An individual has been seized only if he has an objective reason to believe that he was not free to end his conversation with the law enforcement official and proceed on his way.

U.S. v. Werking, 915 F.2d 1404, 1408 (10th Cir. 1990).

In Werking, a driver of a vehicle was determined to have been in a consensual encounter with a highway patrol officer who had returned the driver's papers to him and then asked the driver three questions about what the vehicle was carrying and whether the driver would mind if the officer looked in the trunk. The driver said "no" to all of the questions and then opened the trunk and later (at the officer's request) opened five bags in the trunk.

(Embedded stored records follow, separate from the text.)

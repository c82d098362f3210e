//! Human-readable number formatting shared by the normalizer and the renderer.
//!
//! Fraction digits are rounded half away from zero (`1.25` → `"1.3"`), not to
//! the nearest even digit as `format!` does on exact ties.

/// Rounds `n` to `digits` fraction digits, ties away from zero. Values too
/// large to scale are returned as they are.
fn round_to(n: f64, digits: i32) -> f64 {
    let factor = 10f64.powi(digits);
    let scaled = n * factor;
    if scaled.is_finite() {
        scaled.round() / factor
    } else {
        n
    }
}

/// Formats `n` with thousands separators and at most three fraction digits
/// (`1234567.891` → `"1,234,567.891"`, `2.5` → `"2.5"`).
pub fn format_grouped(n: f64) -> String {
    if !n.is_finite() {
        return n.to_string();
    }
    let fixed = format!("{:.3}", round_to(n.abs(), 3));
    let (int_part, frac_part) = fixed.split_once('.').unwrap_or((fixed.as_str(), ""));
    let frac = frac_part.trim_end_matches('0');

    let mut out = String::with_capacity(fixed.len() + int_part.len() / 3 + 1);
    if n < 0.0 && (int_part != "0" || !frac.is_empty()) {
        out.push('-');
    }
    for (i, ch) in int_part.chars().enumerate() {
        if i > 0 && (int_part.len() - i) % 3 == 0 {
            out.push(',');
        }
        out.push(ch);
    }
    if !frac.is_empty() {
        out.push('.');
        out.push_str(frac);
    }
    out
}

/// Formats a volume/value figure with a magnitude suffix.
///
/// Below one million the number is grouped (`"999,999"`); below one billion
/// it is expressed in millions (`"1.5 M"`, `"2 M"`), otherwise in billions
/// (`"3.2 B"`). One decimal is shown unless the scaled value is integral.
/// Returns `None` for NaN and infinities.
pub fn format_magnitude(n: f64) -> Option<String> {
    if !n.is_finite() {
        return None;
    }
    let abs = n.abs();
    if abs < 1_000_000.0 {
        return Some(format_grouped(n));
    }
    let (scaled, suffix) = if abs < 1_000_000_000.0 {
        (n / 1_000_000.0, "M")
    } else {
        (n / 1_000_000_000.0, "B")
    };
    if scaled.fract() == 0.0 {
        Some(format!("{:.0} {}", scaled, suffix))
    } else {
        Some(format!("{:.1} {}", round_to(scaled, 1), suffix))
    }
}

/// String form of a number as used for text filtering: integral values
/// print without a fractional part (`20.0` → `"20"`).
pub fn plain_number(n: f64) -> String {
    if n.is_finite() && n.fract() == 0.0 && n.abs() < 1e15 {
        format!("{}", n as i64)
    } else {
        format!("{}", n)
    }
}

#[cfg(test)]
mod tests {
    use super::*;

    #[test]
    fn magnitude_suffixes() {
        assert_eq!(format_magnitude(999_999.0).as_deref(), Some("999,999"));
        assert_eq!(format_magnitude(1_500_000.0).as_deref(), Some("1.5 M"));
        assert_eq!(format_magnitude(2_000_000.0).as_deref(), Some("2 M"));
        assert_eq!(format_magnitude(3_200_000_000.0).as_deref(), Some("3.2 B"));
        assert_eq!(format_magnitude(7_000_000_000.0).as_deref(), Some("7 B"));
        // exact ties round up
        assert_eq!(format_magnitude(1_250_000.0).as_deref(), Some("1.3 M"));
        assert_eq!(format_magnitude(2_250_000_000.0).as_deref(), Some("2.3 B"));
        assert_eq!(format_magnitude(-1_250_000.0).as_deref(), Some("-1.3 M"));
        // a non-integral value keeps its decimal even when it rounds to one
        assert_eq!(format_magnitude(1_999_990.0).as_deref(), Some("2.0 M"));
        assert_eq!(format_magnitude(f64::NAN), None);
    }

    #[test]
    fn grouping_handles_fractions_and_signs() {
        assert_eq!(format_grouped(0.0), "0");
        assert_eq!(format_grouped(1000.0), "1,000");
        assert_eq!(format_grouped(-1234.5), "-1,234.5");
        assert_eq!(format_grouped(12.3456), "12.346");
        assert_eq!(format_grouped(0.0625), "0.063");
        assert_eq!(format_grouped(-2.0625), "-2.063");
        assert_eq!(format_grouped(123_456_789.0), "123,456,789");
    }

    #[test]
    fn plain_number_drops_integral_fraction() {
        assert_eq!(plain_number(20.0), "20");
        assert_eq!(plain_number(-3.0), "-3");
        assert_eq!(plain_number(2.25), "2.25");
    }
}
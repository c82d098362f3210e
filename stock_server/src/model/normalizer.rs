//! Row normalization: eligibility filtering and derived display fields.
//!
//! Funds are dropped (their category carries the fund marker) as are
//! instruments whose name contains a dot. Surviving records keep upstream
//! order and gain `PowerI` plus magnitude-formatted `tvol`/`tval`.
use stock_common::format::format_magnitude;
use stock_common::{DisplayRecord, RawRecord};

/// Category token identifying fund-type instruments.
pub const FUND_MARKER: &str = "صندوق";

/// Returns `true` if the record belongs in the table.
pub fn is_eligible(raw: &RawRecord) -> bool {
    let is_fund = raw
        .category
        .as_deref()
        .is_some_and(|cs| cs.contains(FUND_MARKER));
    let has_dot = raw.name.as_deref().is_some_and(|name| name.contains('.'));
    !is_fund && !has_dot
}

fn per_trade(volume: Option<f64>, count: Option<f64>) -> f64 {
    match (volume, count) {
        (Some(v), Some(c)) if v != 0.0 && c != 0.0 => v / c,
        _ => 0.0,
    }
}

/// Institutional buy volume per buy trade over sell volume per sell trade,
/// rounded to two decimals. Zero when either side has no volume or no trades.
pub fn power_i(raw: &RawRecord) -> f64 {
    let buy = per_trade(raw.buy_i_volume, raw.buy_count_i);
    let sell = per_trade(raw.sell_i_volume, raw.sell_count_i);
    if buy == 0.0 || sell == 0.0 {
        return 0.0;
    }
    let ratio = (buy / sell * 100.0).round() / 100.0;
    if ratio.is_finite() { ratio } else { 0.0 }
}

/// Derives the display form of a record.
pub fn normalize(raw: RawRecord) -> DisplayRecord {
    let power_i = power_i(&raw);
    DisplayRecord {
        volume: raw.volume.and_then(format_magnitude),
        value: raw.value.and_then(format_magnitude),
        volume_raw: raw.volume,
        value_raw: raw.value,
        power_i,
        symbol: raw.symbol,
        name: raw.name,
        category: raw.category,
        last_price: raw.last_price,
        last_change_percent: raw.last_change_percent,
        close_price: raw.close_price,
        close_change_percent: raw.close_change_percent,
        trade_count: raw.trade_count,
        buy_i_volume: raw.buy_i_volume,
        buy_count_i: raw.buy_count_i,
        sell_i_volume: raw.sell_i_volume,
        sell_count_i: raw.sell_count_i,
        extra: raw.extra,
    }
}

/// Filters and normalizes a whole snapshot, preserving upstream order.
pub fn normalize_snapshot(records: Vec<RawRecord>) -> Vec<DisplayRecord> {
    records
        .into_iter()
        .filter(is_eligible)
        .map(normalize)
        .collect()
}

#[cfg(test)]
mod tests {
    use super::*;

    fn institutional(buy_vol: f64, buy_cnt: f64, sell_vol: f64, sell_cnt: f64) -> RawRecord {
        RawRecord {
            buy_i_volume: Some(buy_vol),
            buy_count_i: Some(buy_cnt),
            sell_i_volume: Some(sell_vol),
            sell_count_i: Some(sell_cnt),
            ..Default::default()
        }
    }

    #[test]
    fn power_i_is_ratio_of_per_trade_volumes() {
        assert_eq!(power_i(&institutional(100.0, 10.0, 50.0, 10.0)), 2.0);
        assert_eq!(power_i(&institutional(100.0, 3.0, 100.0, 7.0)), 2.33);
    }

    #[test]
    fn power_i_is_zero_without_trades_or_volume() {
        assert_eq!(power_i(&institutional(100.0, 10.0, 50.0, 0.0)), 0.0);
        assert_eq!(power_i(&institutional(0.0, 10.0, 50.0, 10.0)), 0.0);
        assert_eq!(power_i(&RawRecord::default()), 0.0);
    }

    #[test]
    fn funds_and_dotted_names_are_ineligible() {
        let fund = RawRecord {
            category: Some(format!("{} سرمایه گذاری", FUND_MARKER)),
            ..Default::default()
        };
        let dotted = RawRecord {
            name: Some("Foo.B".into()),
            ..Default::default()
        };
        let plain = RawRecord {
            name: Some("Foolad".into()),
            category: Some("basic metals".into()),
            ..Default::default()
        };
        assert!(!is_eligible(&fund));
        assert!(!is_eligible(&dotted));
        assert!(is_eligible(&plain));
        assert!(is_eligible(&RawRecord::default()));
    }

    #[test]
    fn normalize_formats_magnitudes_and_keeps_raw_numbers() {
        let raw = RawRecord {
            symbol: Some("FOLD".into()),
            volume: Some(1_500_000.0),
            value: Some(3_200_000_000.0),
            ..institutional(100.0, 10.0, 50.0, 10.0)
        };
        let display = normalize(raw);
        assert_eq!(display.symbol.as_deref(), Some("FOLD"));
        assert_eq!(display.volume.as_deref(), Some("1.5 M"));
        assert_eq!(display.value.as_deref(), Some("3.2 B"));
        assert_eq!(display.volume_raw, Some(1_500_000.0));
        assert_eq!(display.power_i, 2.0);
    }

    #[test]
    fn snapshot_keeps_upstream_order_of_eligible_records() {
        let names = ["B", "A.x", "C", "A"];
        let records: Vec<RawRecord> = names
            .iter()
            .map(|n| RawRecord {
                name: Some(n.to_string()),
                ..Default::default()
            })
            .collect();
        let out: Vec<String> = normalize_snapshot(records)
            .into_iter()
            .filter_map(|r| r.name)
            .collect();
        assert_eq!(out, vec!["B", "C", "A"]);
    }
}
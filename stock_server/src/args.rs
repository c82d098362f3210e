//! Command-line arguments for the stock query server.
//!
//! This module defines the CLI interface using `clap`. Every option can also be
//! supplied through the environment.
use clap::Parser;
use stock_common::net::{DEFAULT_PORT, REVALIDATE_SECS, addr};

/// Parsed command-line arguments.
#[derive(Debug, Parser)]
#[command(version, about, long_about = None)]
pub struct Args {
    /// Address the HTTP server binds to.
    #[clap(long, env = "STOCKS_BIND", default_value_t = addr("0.0.0.0", DEFAULT_PORT))]
    pub bind: String,

    /// URL of the upstream feed returning the full symbol snapshot as a JSON array.
    /// It usually carries an access key, so prefer the environment variable.
    #[clap(long, env = "STOCKS_UPSTREAM_URL", hide_env_values = true)]
    pub upstream_url: String,

    /// How long a fetched snapshot is served before the upstream is asked again, in seconds.
    #[clap(long, env = "STOCKS_REVALIDATE_SECS", default_value_t = REVALIDATE_SECS)]
    pub revalidate_secs: u64,

    /// Timeout of a single upstream request, in seconds.
    #[clap(long, env = "STOCKS_UPSTREAM_TIMEOUT_SECS", default_value_t = 30)]
    pub upstream_timeout_secs: u64,
}
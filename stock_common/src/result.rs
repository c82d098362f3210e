//! Result type alias shared across the workspace.
//!
//! This module defines a convenient alias that defaults the error type to the
//! common `StockError`, so functions can simply return `Result<T>`.
use crate::error::StockError;

/// Workspace-wide `Result` alias with `StockError` as the default error.
pub type Result<T, E = StockError> = std::result::Result<T, E>;
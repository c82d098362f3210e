//! Window controller: the client-side state machine behind the table.
//!
//! The controller owns the row buffer and the query parameters that produced
//! it. It never performs I/O itself: every operation that needs data returns a
//! `FetchRequest`, and the caller hands the eventual `FetchCompletion` back to
//! [`WindowController::apply`].
//!
//! Ordering rules:
//! - At most one request is in flight from the controller's point of view;
//!   `fetch_more` is a no-op while `loading`.
//! - Every issued request gets the next generation number. A parameter change
//!   (sort click, committed filter) issues a reset request even when an older
//!   one is still running, and only the completion carrying the latest
//!   generation is applied. Late completions of superseded requests are
//!   dropped without touching the buffer.
//! - The buffer is always a prefix of the server's filtered and sorted result
//!   for the current parameters, and `offset == rows.len()` once it settles.
use log::{debug, warn};
use stock_common::{ColumnKey, DisplayRecord, PageResult, QueryParams, SortOrder, StockError};

/// Message shown once the server reports throttling.
pub const RATE_LIMIT_MESSAGE: &str = "Request limit reached. Try again a little later.";
/// Message shown for any other failed request.
pub const FETCH_ERROR_MESSAGE: &str = "Failed to load data";

/// Why a request was issued.
#[derive(Debug, Clone, Copy, PartialEq, Eq)]
pub enum FetchKind {
    /// First page for new parameters; replaces the buffer.
    Reset,
    /// Next page at the current offset; appends to the buffer.
    More,
}

/// A page request the caller must execute.
#[derive(Debug, Clone, PartialEq)]
pub struct FetchRequest {
    /// Generation the completion must carry to be applied.
    pub generation: u64,
    /// Reset or append.
    pub kind: FetchKind,
    /// Query to send.
    pub params: QueryParams,
}

/// Result of an executed `FetchRequest`.
#[derive(Debug)]
pub struct FetchCompletion {
    /// Generation of the request.
    pub generation: u64,
    /// Kind of the request.
    pub kind: FetchKind,
    /// Page, or the classified failure.
    pub result: Result<PageResult, StockError>,
}

impl FetchCompletion {
    /// Pairs a request with its result.
    pub fn new(request: &FetchRequest, result: Result<PageResult, StockError>) -> Self {
        Self {
            generation: request.generation,
            kind: request.kind,
            result,
        }
    }
}

/// Effective mode used for rendering decisions.
#[derive(Debug, Clone, Copy, PartialEq, Eq)]
pub enum Mode {
    /// Nothing in flight, more rows may follow.
    Idle,
    /// A request is in flight.
    Loading,
    /// The last request failed; scrolling retries unless exhausted.
    Error,
    /// No further pages will be requested for the current parameters.
    Exhausted,
}

/// Row buffer plus the parameters that produced it.
#[derive(Debug)]
pub struct WindowController {
    rows: Vec<DisplayRecord>,
    offset: usize,
    has_more: bool,
    loading: bool,
    error: Option<String>,
    sort_key: Option<ColumnKey>,
    order: SortOrder,
    filter_text: String,
    debounced_filter_text: String,
    page_size: usize,
    generation: u64,
    total: Option<usize>,
}

impl WindowController {
    /// Creates a controller around the server-rendered first page.
    pub fn new(initial_rows: Vec<DisplayRecord>, page_size: usize) -> Self {
        Self {
            offset: initial_rows.len(),
            rows: initial_rows,
            has_more: true,
            loading: false,
            error: None,
            sort_key: None,
            order: SortOrder::Asc,
            filter_text: String::new(),
            debounced_filter_text: String::new(),
            page_size: page_size.max(1),
            generation: 0,
            total: None,
        }
    }

    /// Creates a controller from the outcome of the initial page request.
    ///
    /// A failed initial load starts with an empty buffer and the error shown.
    pub fn from_initial_page(initial: Result<PageResult, StockError>, page_size: usize) -> Self {
        match initial {
            Ok(page) => {
                let mut controller = Self::new(page.rows, page_size);
                controller.total = Some(page.total);
                controller
            }
            Err(err) => {
                let mut controller = Self::new(Vec::new(), page_size);
                controller.record_failure(&err);
                controller
            }
        }
    }

    /// Loaded rows, in server order.
    pub fn rows(&self) -> &[DisplayRecord] {
        &self.rows
    }

    /// Offset of the next page.
    pub fn offset(&self) -> usize {
        self.offset
    }

    /// Whether another page may exist.
    pub fn has_more(&self) -> bool {
        self.has_more
    }

    /// Whether a request is in flight.
    pub fn is_loading(&self) -> bool {
        self.loading
    }

    /// User-visible error of the last request.
    pub fn error(&self) -> Option<&str> {
        self.error.as_deref()
    }

    /// Active sort column.
    pub fn sort_key(&self) -> Option<ColumnKey> {
        self.sort_key
    }

    /// Active sort direction.
    pub fn order(&self) -> SortOrder {
        self.order
    }

    /// Filter text as typed.
    pub fn filter_text(&self) -> &str {
        &self.filter_text
    }

    /// Filter text the buffer was queried with.
    pub fn debounced_filter_text(&self) -> &str {
        &self.debounced_filter_text
    }

    /// Matching record count reported by the last applied page.
    pub fn total(&self) -> Option<usize> {
        self.total
    }

    /// Generation of the most recently issued request.
    pub fn generation(&self) -> u64 {
        self.generation
    }

    /// Effective mode.
    pub fn mode(&self) -> Mode {
        if self.loading {
            Mode::Loading
        } else if !self.has_more {
            Mode::Exhausted
        } else if self.error.is_some() {
            Mode::Error
        } else {
            Mode::Idle
        }
    }

    /// Records a keystroke in the filter box. Takes effect on the query only
    /// once committed through [`Self::commit_filter`].
    pub fn set_filter_text(&mut self, text: impl Into<String>) {
        self.filter_text = text.into();
    }

    /// Commits a debounced filter value; issues a reset if it changed.
    pub fn commit_filter(&mut self, text: impl Into<String>) -> Option<FetchRequest> {
        let text = text.into();
        if text == self.debounced_filter_text {
            return None;
        }
        self.debounced_filter_text = text;
        Some(self.reset())
    }

    /// Header click: flips the order on the active column, otherwise sorts
    /// ascending by `key`. Always a parameter change.
    pub fn click_sort(&mut self, key: ColumnKey) -> FetchRequest {
        if self.sort_key == Some(key) {
            self.order = self.order.flipped();
        } else {
            self.sort_key = Some(key);
            self.order = SortOrder::Asc;
        }
        self.reset()
    }

    /// Next page at the current offset, unless exhausted or already loading.
    pub fn fetch_more(&mut self) -> Option<FetchRequest> {
        if !self.has_more || self.loading {
            return None;
        }
        self.loading = true;
        self.error = None;
        Some(self.issue(FetchKind::More, self.offset))
    }

    /// Applies a completion. Returns `false` if it belonged to a superseded
    /// request and was discarded.
    pub fn apply(&mut self, completion: FetchCompletion) -> bool {
        if completion.generation != self.generation {
            debug!(
                "Discarding stale {:?} response (generation {}, latest {})",
                completion.kind, completion.generation, self.generation
            );
            return false;
        }
        self.loading = false;

        match completion.result {
            Ok(page) => {
                self.total = Some(page.total);
                match completion.kind {
                    FetchKind::Reset => {
                        self.has_more = !page.rows.is_empty();
                        self.rows = page.rows;
                        self.offset = self.rows.len();
                    }
                    FetchKind::More if page.rows.is_empty() => self.has_more = false,
                    FetchKind::More => {
                        self.offset += page.rows.len();
                        self.rows.extend(page.rows);
                    }
                }
            }
            Err(err) => self.record_failure(&err),
        }
        true
    }

    fn record_failure(&mut self, err: &StockError) {
        warn!("Page request failed: {}", err);
        if err.is_rate_limited() {
            self.has_more = false;
            self.error = Some(RATE_LIMIT_MESSAGE.to_string());
        } else {
            self.error = Some(FETCH_ERROR_MESSAGE.to_string());
        }
    }

    fn reset(&mut self) -> FetchRequest {
        self.rows.clear();
        self.offset = 0;
        self.has_more = true;
        self.loading = true;
        self.error = None;
        self.total = None;
        self.issue(FetchKind::Reset, 0)
    }

    fn issue(&mut self, kind: FetchKind, offset: usize) -> FetchRequest {
        self.generation += 1;
        FetchRequest {
            generation: self.generation,
            kind,
            params: QueryParams {
                offset,
                limit: self.page_size,
                sort: self.sort_key,
                order: self.order,
                filter: self.debounced_filter_text.clone(),
            },
        }
    }
}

The district court found, and the circuit court affirmed, that after the papers were returned the encounter became consensual.

It is clear to the court that the interaction between defendant and Officer Randall was consensual after defendant was given the citation and other documents. Officer Randall did not make a show of force. He did not use a commanding tone of voice. He did not make a threat or promise. He only asked a few questions and for permission to search as defendant was walking back to his car. This questioning was brief in time. Under all of the circumstances, we believe a reasonable person would believe that he or she was free to leave at the time of this questioning.

Similarly, we find that defendant was not compelled or coerced to pick up his backpack or unzip it. This was done without the specific request of Officer Randall, who asked if he (Officer Randall) could search the backpack. Defendant acted on his own volition. The evidence is clear and unequivocal to the court that defendant voluntarily reached into his car, removed the backpack and unzipped it.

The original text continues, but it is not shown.